Your answer should restate each line of the data below word for word.

##### Available data #####

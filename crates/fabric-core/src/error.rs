// SPDX-License-Identifier: BUSL-1.1
// Copyright 2025 Alfred Jean LLC

use serde::{Deserialize, Serialize};
use std::fmt;

/// Unified error codes shared across the WebSocket transport and the
/// internal broker/store/cache failure taxonomy.
#[derive(Debug, Clone, Copy, PartialEq, Eq, Serialize, Deserialize)]
pub enum ErrorCode {
    Unauthorized,
    Validation,
    RateLimited,
    PublishFailed,
    PersistTransient,
    PersistTerminal,
    CacheUnavailable,
    BrokerUnavailable,
    SessionFull,
    SessionClosed,
    Internal,
}

impl ErrorCode {
    /// WebSocket close code this error should map to when it is fatal
    /// to the connection, `None` if it is reported in-band instead.
    pub fn ws_close_code(&self) -> Option<u16> {
        match self {
            Self::Unauthorized => Some(4001),
            Self::SessionFull => Some(4008),
            Self::SessionClosed => Some(1000),
            Self::RateLimited
            | Self::Validation
            | Self::PublishFailed
            | Self::PersistTransient
            | Self::PersistTerminal
            | Self::CacheUnavailable
            | Self::BrokerUnavailable
            | Self::Internal => None,
        }
    }

    /// Whether the originating operation may be safely retried by the
    /// client without risking a duplicate side effect.
    pub fn retryable(&self) -> bool {
        matches!(
            self,
            Self::RateLimited
                | Self::PublishFailed
                | Self::PersistTransient
                | Self::CacheUnavailable
                | Self::BrokerUnavailable
        )
    }

    pub fn as_str(&self) -> &'static str {
        match self {
            Self::Unauthorized => "UNAUTHORIZED",
            Self::Validation => "VALIDATION",
            Self::RateLimited => "RATE_LIMITED",
            Self::PublishFailed => "PUBLISH_FAILED",
            Self::PersistTransient => "PERSIST_TRANSIENT",
            Self::PersistTerminal => "PERSIST_TERMINAL",
            Self::CacheUnavailable => "CACHE_UNAVAILABLE",
            Self::BrokerUnavailable => "BROKER_UNAVAILABLE",
            Self::SessionFull => "SESSION_FULL",
            Self::SessionClosed => "SESSION_CLOSED",
            Self::Internal => "INTERNAL",
        }
    }
}

impl fmt::Display for ErrorCode {
    fn fmt(&self, f: &mut fmt::Formatter<'_>) -> fmt::Result {
        f.write_str(self.as_str())
    }
}

#[cfg(test)]
#[path = "error_tests.rs"]
mod tests;
/// S6: opening a second session for the same `(user, device)` closes
/// the first; the hub holds exactly one session for that pair
/// afterward (observed via the active-session gauge).
#[tokio::test]
async fn s6_second_session_for_same_device_displaces_the_first() -> anyhow::Result<()> {
    require_infra!();

    let pool = fabric_specs::migrate().await?;
    let u1 = fabric_specs::seed_user(&pool, "s6-u1@example.test").await?;

    let (_key_dir, key_path) = fabric_specs::write_jwt_public_key()?;
    let metrics_port = fabric_specs::free_port()?;
    let gw = FabricProcess::gateway()
        .port(fabric_specs::free_port()?)
        .jwt_public_key(key_path)
        .env("FABRIC_METRICS_PORT", &metrics_port.to_string())
        .spawn()?;
    gw.wait_healthy(TIMEOUT).await?;

    let mut first = connect_ws(&gw, u1, "web").await?;
    tokio::time::sleep(Duration::from_millis(100)).await;
    let _second = connect_ws(&gw, u1, "web").await?;

    // The displaced session's connection ends one way or another — a
    // clean close frame, stream end, or a protocol error from the
    // abrupt drop are all evidence the server tore it down.
    let closed = tokio::time::timeout(TIMEOUT, first.next()).await?;
    if let Some(Ok(other @ (Message::Text(_) | Message::Binary(_)))) = closed {
        anyhow::bail!("expected the displaced session to close, got {other:?}");
    }

    let deadline = tokio::time::Instant::now() + TIMEOUT;
    loop {
        let body = reqwest::get(format!("http://127.0.0.1:{metrics_port}/metrics")).await?.text().await?;
        if body.lines().any(|l| l == "fabric_gateway_active_sessions 1") {
            break;
        }
        if tokio::time::Instant::now() > deadline {
            anyhow::bail!("active session gauge never settled at 1:\n{body}");
        }
        tokio::time::sleep(Duration::from_millis(50)).await;
    }

    Ok(())
}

#####

Result below:
filename crates/fabric-core/src/error.rs
// SPDX-License-Identifier: BUSL-1.1
// Copyright 2025 Alfred Jean LLC

use serde::{Deserialize, Serialize};
use std::fmt;

/// Unified error codes shared across the WebSocket transport and the
/// internal broker/store/cache failure taxonomy.
#[derive(Debug, Clone, Copy, PartialEq, Eq, Serialize, Deserialize)]
pub enum ErrorCode {
    Unauthorized,
    Validation,
    RateLimited,
    PublishFailed,
    PersistTransient,
    PersistTerminal,
    CacheUnavailable,
    BrokerUnavailable,
    SessionFull,
    SessionClosed,
    Internal,
}

impl ErrorCode {
    /// WebSocket close code this error should map to when it is fatal
    /// to the connection, `None` if it is reported in-band instead.
    pub fn ws_close_code(&self) -> Option<u16> {
        match self {
            Self::Unauthorized => Some(4001),
            Self::SessionFull => Some(4008),
            Self::SessionClosed => Some(1000),
            Self::RateLimited
            | Self::Validation
            | Self::PublishFailed
            | Self::PersistTransient
            | Self::PersistTerminal
            | Self::CacheUnavailable
            | Self::BrokerUnavailable
            | Self::Internal => None,
        }
    }

    /// Whether the originating operation may be safely retried by the
    /// client without risking a duplicate side effect.
    pub fn retryable(&self) -> bool {
        matches!(
            self,
            Self::RateLimited
                | Self::PublishFailed
                | Self::PersistTransient
                | Self::CacheUnavailable
                | Self::BrokerUnavailable
        )
    }

    pub fn as_str(&self) -> &'static str {
        match self {
            Self::Unauthorized => "UNAUTHORIZED",
            Self::Validation => "VALIDATION",
            Self::RateLimited => "RATE_LIMITED",
            Self::PublishFailed => "PUBLISH_FAILED",
            Self::PersistTransient => "PERSIST_TRANSIENT",
            Self::PersistTerminal => "PERSIST_TERMINAL",
            Self::CacheUnavailable => "CACHE_UNAVAILABLE",
            Self::BrokerUnavailable => "BROKER_UNAVAILABLE",
            Self::SessionFull => "SESSION_FULL",
            Self::SessionClosed => "SESSION_CLOSED",
            Self::Internal => "INTERNAL",
        }
    }
}

impl fmt::Display for ErrorCode {
    fn fmt(&self, f: &mut fmt::Formatter<'_>) -> fmt::Result {
        f.write_str(self.as_str())
    }
}

#[cfg(test)]
#[path = "error_tests.rs"]
mod tests;
/// S6: opening a second session for the same `(user, device)` closes
/// the first; the hub holds exactly one session for that pair
/// afterward (observed via the active-session gauge).
#[tokio::test]
async fn s6_second_session_for_same_device_displaces_the_first() -> anyhow::Result<()> {
    require_infra!();

    let pool = fabric_specs::migrate().await?;
    let u1 = fabric_specs::seed_user(&pool, "s6-u1@example.test").await?;

    let (_key_dir, key_path) = fabric_specs::write_jwt_public_key()?;
    let metrics_port = fabric_specs::free_port()?;
    let gw = FabricProcess::gateway()
        .port(fabric_specs::free_port()?)
        .jwt_public_key(key_path)
        .env("FABRIC_METRICS_PORT", &metrics_port.to_string())
        .spawn()?;
    gw.wait_healthy(TIMEOUT).await?;

    let mut first = connect_ws(&gw, u1, "web").await?;
    tokio::time::sleep(Duration::from_millis(100)).await;
    let _second = connect_ws(&gw, u1, "web").await?;

    // The displaced session's connection ends one way or another — a
    // clean close frame, stream end, or a protocol error from the
    // abrupt drop are all evidence the server tore it down.
    let closed = tokio::time::timeout(TIMEOUT, first.next()).await?;
    if let Some(Ok(other @ (Message::Text(_) | Message::Binary(_)))) = closed {
        anyhow::bail!("expected the displaced session to close, got {other:?}");
    }

    let deadline = tokio::time::Instant::now() + TIMEOUT;
    loop {
        let body = reqwest::get(format!("http://127.0.0.1:{metrics_port}/metrics")).await?.text().await?;
        if body.lines().any(|l| l == "fabric_gateway_active_sessions 1") {
            break;
        }
        if tokio::time::Instant::now() > deadline {
            anyhow::bail!("active session gauge never settled at 1:\n{body}");
        }
        tokio::time::sleep(Duration::from_millis(50)).await;
    }

    Ok(())
}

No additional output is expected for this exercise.